Copper grease on bottle screws

Just make sure the copper based grease is removed from the boat, if it ever gets pumped into the prop shaft casing you will have a real problem, the water removed the grease but not the copper.
 
In the nuclear industry we do(did?) have special SS/Monel transitions. Admittedly we were dealing with high temperatures and pressures in the primary cooling circcuits, but I have seen test pieces done in workshop conditions fail under test at very much smaller reduced loads than design. We operated a strict ban on copper in ant form coming into contact with SS and I've kept to the rule ever since. I've spent an hour or so unsuccessfully hunting for my metallurgy notes regarding the risk and I have a feeling it was related to the chromium content of the SS rather than the temperature and pressure, although these may well be contributory to the ultimate failure mechanism.

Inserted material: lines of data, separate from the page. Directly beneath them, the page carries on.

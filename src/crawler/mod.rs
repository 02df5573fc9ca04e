//! Crawler module for page fetching and crawl orchestration
//!
//! This module contains the core crawling logic, including:
//! - HTTP client construction and plain text fetches
//! - The fetch client contract and its HTTP implementation
//! - Fixed-delay retry handling per URL
//! - Bounded-concurrency orchestration with progress accounting

mod fetcher;
mod orchestrator;
mod retry;

pub use fetcher::{
    build_http_client, fetch_text, FetchClient, FetchError, FetchResponse, HttpFetchClient,
};
pub use orchestrator::{CrawlOrchestrator, CrawlOutcome, CrawlSettings};
pub use retry::{FetchedPage, PageFetchError, RetryPolicy};
//! Storage traits and error types
//!
//! This module defines the persistence sink interface shared by every storage
//! backend and its associated error types.

use chrono::{DateTime, Local};
use thiserror::Error;

/// Errors that can occur while persisting crawl output
#[derive(Debug, Error)]
pub enum StorageError {
    #[error("IO error: {0}")]
    Io(#[from] std::io::Error),

    #[error("SQLite error: {0}")]
    Sqlite(#[from] rusqlite::Error),

    #[error("Storage lock poisoned")]
    LockPoisoned,
}

/// Result type for storage operations
pub type StorageResult<T> = Result<T, StorageError>;

/// A fetched page ready to be persisted
#[derive(Debug, Clone)]
pub struct PageRecord {
    pub url: String,
    pub content: String,
    pub title: Option<String>,
    pub fetched_at: DateTime<Local>,
}

impl PageRecord {
    pub fn new(url: impl Into<String>, content: impl Into<String>) -> Self {
        Self {
            url: url.into(),
            content: content.into(),
            title: None,
            fetched_at: Local::now(),
        }
    }

    pub fn with_title(mut self, title: Option<String>) -> Self {
        self.title = title;
        self
    }
}

/// The full list of URLs a sitemap resolution discovered
#[derive(Debug, Clone)]
pub struct SitemapManifest {
    /// Normalized site address the resolution started from
    pub base_url: String,
    /// Sitemap the URLs were read from
    pub sitemap_url: String,
    /// Discovered page URLs in document order
    pub urls: Vec<String>,
    pub discovered_at: DateTime<Local>,
}

impl SitemapManifest {
    pub fn new(
        base_url: impl Into<String>,
        sitemap_url: impl Into<String>,
        urls: Vec<String>,
    ) -> Self {
        Self {
            base_url: base_url.into(),
            sitemap_url: sitemap_url.into(),
            urls,
            discovered_at: Local::now(),
        }
    }
}

/// Durable destination for fetched pages and discovery manifests
///
/// Implementations are shared by every crawl task and must tolerate
/// concurrent calls.
pub trait PageSink: Send + Sync {
    /// Persists one page
    ///
    /// # Returns
    ///
    /// A location string identifying where the page was written (a file
    /// path, or a database reference)
    fn store_page(&self, page: &PageRecord) -> StorageResult<String>;

    /// Persists the discovered-URL manifest, returning its location
    fn store_manifest(&self, manifest: &SitemapManifest) -> StorageResult<String>;

    /// Describes where this sink writes, for log output
    fn location(&self) -> String;
}
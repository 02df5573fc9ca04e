//! Markdown document generation
//!
//! This module renders the per-page document and the discovered-URL
//! manifest written by the Markdown directory sink.

use crate::output::DISPLAY_TIMESTAMP_FORMAT;
use crate::storage::{PageRecord, SitemapManifest};

/// Formats a fetched page as a Markdown document
///
/// The header block records the source URL and fetch time; the content
/// follows the `---` separator unchanged.
pub fn format_page_document(page: &PageRecord) -> String {
    let mut md = String::new();

    md.push_str(&format!("# Crawled Content from {}\n\n", page.url));
    md.push_str(&format!(
        "Date: {}\n\n",
        page.fetched_at.format(DISPLAY_TIMESTAMP_FORMAT)
    ));
    md.push_str(&format!("URL: {}\n\n", page.url));
    md.push_str("---\n\n");
    md.push_str(&page.content);

    md
}

/// Formats the discovered-URL manifest as a numbered Markdown link list
///
/// # Arguments
///
/// * `manifest` - The discovery result
///
/// # Returns
///
/// A formatted markdown string
pub fn format_manifest(manifest: &SitemapManifest) -> String {
    let mut md = String::new();

    md.push_str(&format!("# Sitemap Links from {}\n\n", manifest.base_url));
    md.push_str(&format!(
        "Date: {}\n\n",
        manifest.discovered_at.format(DISPLAY_TIMESTAMP_FORMAT)
    ));
    md.push_str(&format!("Base URL: {}\n\n", manifest.base_url));
    md.push_str(&format!("Sitemap: {}\n\n", manifest.sitemap_url));
    md.push_str(&format!("Total URLs found: {}\n\n", manifest.urls.len()));
    md.push_str("---\n\n");
    md.push_str("## All URLs in Sitemap\n\n");

    for (i, url) in manifest.urls.iter().enumerate() {
        md.push_str(&format!("{}. [{}]({})\n", i + 1, url, url));
    }

    md
}
use url::Url;

/// Longest file stem produced from a URL, in characters
pub const MAX_STEM_CHARS: usize = 200;

/// Replaces every character that is unsafe in a file name with `_`
///
/// Alphanumerics (including non-ASCII letters and digits), `_`, `-` and `.`
/// are kept.
pub fn sanitize_file_name(raw: &str) -> String {
    raw.chars()
        .map(|c| {
            if c.is_alphanumeric() || matches!(c, '_' | '-' | '.') {
                c
            } else {
                '_'
            }
        })
        .collect()
}

/// Builds a file stem `{host}_{path}` for a page URL
///
/// The path has its surrounding slashes removed before sanitizing, and the
/// result is cut to [`MAX_STEM_CHARS`]. Unparseable input is sanitized as a
/// whole so every URL still maps to some name.
///
/// # Examples
///
/// ```
/// use sitemap_harvest::url::file_stem;
///
/// assert_eq!(file_stem("https://a.test/docs/intro/"), "a.test_docs_intro");
/// assert_eq!(file_stem("https://a.test/"), "a.test_");
/// ```
pub fn file_stem(url: &str) -> String {
    let raw = match Url::parse(url) {
        Ok(parsed) => {
            let host = parsed.host_str().unwrap_or_default();
            let host = match parsed.port() {
                Some(port) => format!("{}_{}", host, port),
                None => host.to_string(),
            };
            format!("{}_{}", host, parsed.path().trim_matches('/'))
        }
        Err(_) => url.to_string(),
    };

    sanitize_file_name(&raw).chars().take(MAX_STEM_CHARS).collect()
}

The fact that riggers use bucketloads of copper grease means little to me. I've seen "craftmen" bodge a lot of things, secure in the knowlege that they'll be far away when the **** hits the fan. I did a five year marine engineering apprenticeship before attending uni and I'm well aware of what passes for "skilled labour" in the boat industry.
 
I vaguely remember lectures relating to intergranular corrosion of stainless steel at high temperatures ( over 30 years ago at Uni). I personaly use a colloidal nickel product on any threads on my boat; some stainless steels contain nickel in any case, so I figure it can't do any harm.

Graham

PS probably expensive stuff, but it was a free sample from a potential supplier many years ago that was going to be binned, before I intercepted it!
 
In the nuclear industry we do(did?) have special SS/Monel transitions. Admittedly we were dealing with high temperatures and pressures in the primary cooling circcuits, but I have seen test pieces done in workshop conditions fail under test at very much smaller reduced loads than design. We operated a strict ban on copper in ant form coming into contact with SS and I've kept to the rule ever since.

I spent a few years of my life working on stainless steel / copper composite materials - as conductors for high-field pulsed magnets. Very strong stuff it was, thanks largely to the cold welded intermetallic bond at the interface. Mind you, running at 77K helped a fair bit too.
 
Turnscrews

I make a point of unwinding all of my rigging screws each winter. I apply a bit of grease on reassembly but it is only axle grease. it seems to last a season OK. i have had many turnscrews come to me stuck and it really is difficult to get them to move once they grow together. So frequent unscrewing is I think the answer. olewill
 
Would an anti-seize product be better than grease? If so which one?

I had to unload my rigging via the furler's turnbuckle as the cap shroud turnbuckles were seized at the normal rig tension. De-tensioning the rig via the forestay did the trick. I used Permatex® Anti-Seize Lubricant when I re-assembled the turnbuckles ...... but it is a blend of graphite, aluminium, and copper lubricants. Would the aluminium neutralise the possible galvanic potential of the graphite?
 
I personaly use a colloidal nickel product on any threads on my boat; some stainless steels contain nickel in any case, so I figure it can't do any harm.

PS probably expensive stuff, but it was a free sample from a potential supplier many years ago that was going to be binned, before I intercepted it!

Probably the best of the thread lubricants, nickel based ones came to the fore when it was found that molybdenum disulphide based ones caused stress corrosion cracking in very high strength steel bolting. There have been various 'scares' about copper based lubs in the oil industry but little in substantiated facts other than a few very high temperature ones. Just to make sure, which the oil industry likes to do, all other thread lubricants were being phased out in favour of nickel based ones. That was six years ago, no idea how it has gone.
 
The fact that riggers use bucketloads of copper grease means little to me. I've seen "craftmen" bodge a lot of things, secure in the knowlege that they'll be far away when the **** hits the fan. I did a five year marine engineering apprenticeship before attending uni and I'm well aware of what passes for "skilled labour" in the boat industry.

So how many rigging screw failures have you seen as a result of using copper grease? is it nearly one?

the bodgers in the rigging industry are the ones who use nothing and wait for the "my bottle screws have galled" cry!

Thanks for the tip about "skilled labour" and apprenticeships in "marine industry" - I ll steer well clear of any time served marine engineers in furure.